Du könntest neben den möglichen Nebenwirkungen auch mit dem Preis argumentieren:

  • Der Enstilar-Schaum kostet selbst in der großen Packung 146,19 Euro.
  • Von den Skilarence Tabletten kostet eine 90er-Packung schon 261,66 Euro – und die würde für einen Monat nur dann reichen, wenn du eine sehr durchschnittliche Dosis von 3 Tabletten pro Tag nimmst. Viele brauchen aber mehr.

Bist du mit deinen Überlegungen schon weitergekommen?

  • Ersteller

Hallo Claudia,

vielen Dank für deine Nachricht. Nachdem ich in diesem Forum so einiges gelesen und erfahren habe, habe ich mich entschlossen einer Therapie mit Skilarence zuzustimmen.

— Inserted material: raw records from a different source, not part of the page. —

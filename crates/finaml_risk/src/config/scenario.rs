//! TOML scenario files.
//!
//! A scenario bundles risk parameters, simulation settings and a portfolio:
//!
//! ```toml
//! [risk]
//! discount_rate = 0.10
//! confidence_level = 0.95
//! trials = 10000
//!
//! [simulation]
//! seed = 42
//!
//! [[instruments]]
//! kind = "stock"
//! ticker = "AAPL"
//! price = 150.0
//!
//! [[instruments]]
//! kind = "option"
//! option_type = "call"
//! underlying = "AAPL"
//! strike = 160.0
//! expiration = "2023-12-31"
//! volatility = 0.2
//! ```

use std::path::Path;

use finaml_models::instruments::{Instrument, InstrumentError, OptionKind};
use serde::Deserialize;
use tracing::{debug, warn};

use super::error::ConfigError;
use super::parameters::RiskParameters;
use super::simulation::SimulationConfig;
use crate::portfolio::Portfolio;

/// One `[[instruments]]` entry.
#[derive(Clone, Debug, PartialEq, Deserialize)]
#[serde(tag = "kind", rename_all = "lowercase")]
pub enum InstrumentSpec {
    /// Listed stock.
    Stock {
        /// Ticker symbol
        ticker: String,
        /// Quoted price
        price: f64,
    },
    /// Fixed-coupon bond.
    Bond {
        /// Ticker symbol
        ticker: String,
        /// Face value
        face_value: f64,
        /// Coupon rate
        coupon_rate: f64,
    },
    /// Vanilla option.
    Option {
        /// `call` or `put`
        option_type: String,
        /// Underlying ticker
        underlying: String,
        /// Strike price
        strike: f64,
        /// ISO date or free-form label
        expiration: String,
        /// Annualised volatility
        volatility: f64,
    },
}

impl InstrumentSpec {
    /// Builds the instrument through its validating constructor.
    pub fn build(&self) -> Result<Instrument, InstrumentError> {
        match self {
            InstrumentSpec::Stock { ticker, price } => Instrument::stock(ticker.as_str(), *price),
            InstrumentSpec::Bond {
                ticker,
                face_value,
                coupon_rate,
            } => Instrument::bond(ticker.as_str(), *face_value, *coupon_rate),
            InstrumentSpec::Option {
                option_type,
                underlying,
                strike,
                expiration,
                volatility,
            } => {
                let kind: OptionKind = option_type.parse()?;
                Instrument::option(
                    kind,
                    underlying.as_str(),
                    *strike,
                    expiration.as_str(),
                    *volatility,
                )
            }
        }
    }
}

/// A complete scenario loaded from TOML.
#[derive(Clone, Debug, Default, PartialEq, Deserialize)]
#[serde(default, deny_unknown_fields)]
pub struct ScenarioFile {
    /// `[risk]` table.
    pub risk: RiskParameters,
    /// `[simulation]` table.
    pub simulation: SimulationConfig,
    /// `[[instruments]]` array, in portfolio order.
    pub instruments: Vec<InstrumentSpec>,
}

impl ScenarioFile {
    /// Parses a scenario from TOML text.
    ///
    /// # Examples
    ///
    /// ```rust
    /// use finaml_risk::config::ScenarioFile;
    ///
    /// let scenario = ScenarioFile::from_toml_str(r#"
    ///     [risk]
    ///     trials = 2000
    ///
    ///     [[instruments]]
    ///     kind = "bond"
    ///     ticker = "XYZ"
    ///     face_value = 1000.0
    ///     coupon_rate = 0.05
    /// "#).unwrap();
    ///
    /// assert_eq!(scenario.risk.trials(), 2000);
    /// assert_eq!(scenario.portfolio().unwrap().len(), 1);
    /// ```
    pub fn from_toml_str(content: &str) -> Result<Self, ConfigError> {
        toml::from_str(content).map_err(|e| ConfigError::Parse(e.to_string()))
    }

    /// Loads a scenario from a TOML file.
    pub fn load(path: &Path) -> Result<Self, ConfigError> {
        let content = std::fs::read_to_string(path).map_err(|e| ConfigError::Io {
            path: path.display().to_string(),
            message: e.to_string(),
        })?;
        let scenario = Self::from_toml_str(&content)?;
        debug!(
            path = %path.display(),
            instruments = scenario.instruments.len(),
            "loaded scenario"
        );
        Ok(scenario)
    }

    /// Loads a scenario, falling back to the defaults on any failure.
    pub fn load_or_default(path: &Path) -> Self {
        match Self::load(path) {
            Ok(scenario) => scenario,
            Err(err) => {
                warn!(path = %path.display(), error = %err, "using default scenario");
                Self::default()
            }
        }
    }

    /// Applies `FINAML_TRIALS`, `FINAML_CONFIDENCE` and `FINAML_SEED` through
    /// `lookup`.
    pub fn with_overrides<F>(mut self, lookup: F) -> Self
    where
        F: Fn(&str) -> Option<String>,
    {
        self.risk = self.risk.with_overrides(&lookup);
        self.simulation = self.simulation.with_overrides(&lookup);
        self
    }

    /// Applies overrides from the process environment.
    pub fn with_env_override(self) -> Self {
        self.with_overrides(|name| std::env::var(name).ok())
    }

    /// Validates parameters, settings and every instrument entry.
    pub fn validate(&self) -> Result<(), ConfigError> {
        let mut errors = Vec::new();
        for result in [self.risk.validate(), self.simulation.validate()] {
            match result {
                Ok(()) => {}
                Err(ConfigError::Validation(messages)) => errors.extend(messages),
                Err(other) => errors.push(other.to_string()),
            }
        }
        for (index, spec) in self.instruments.iter().enumerate() {
            if let Err(err) = spec.build() {
                errors.push(format!("instrument #{index}: {err}"));
            }
        }

        if errors.is_empty() {
            Ok(())
        } else {
            Err(ConfigError::Validation(errors))
        }
    }

    /// Builds the portfolio, failing on the first rejected instrument.
    pub fn portfolio(&self) -> Result<Portfolio, ConfigError> {
        self.instruments
            .iter()
            .enumerate()
            .map(|(index, spec)| {
                spec.build().map_err(|e| ConfigError::Instrument {
                    index,
                    message: e.to_string(),
                })
            })
            .collect()
    }
}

Dies werde ich bei meinem nächsten Besuch bei meiner Hautärztin ansprechen. Aufgrund einiger privater und beruflicher Termine werde ich aber frühstens im Juli/August mit der Therapie beginnen. Gerne werde ich dann über meine (hoffentlich guten) Erfahrungen berichten.

Herzliche Grüße

AntjeB

ich würde äußerlich anzuwendender Medikation (Schaum) immer den V orzug geben.

  • Ersteller

Hallo @musi52, mit welcher Begründung denn?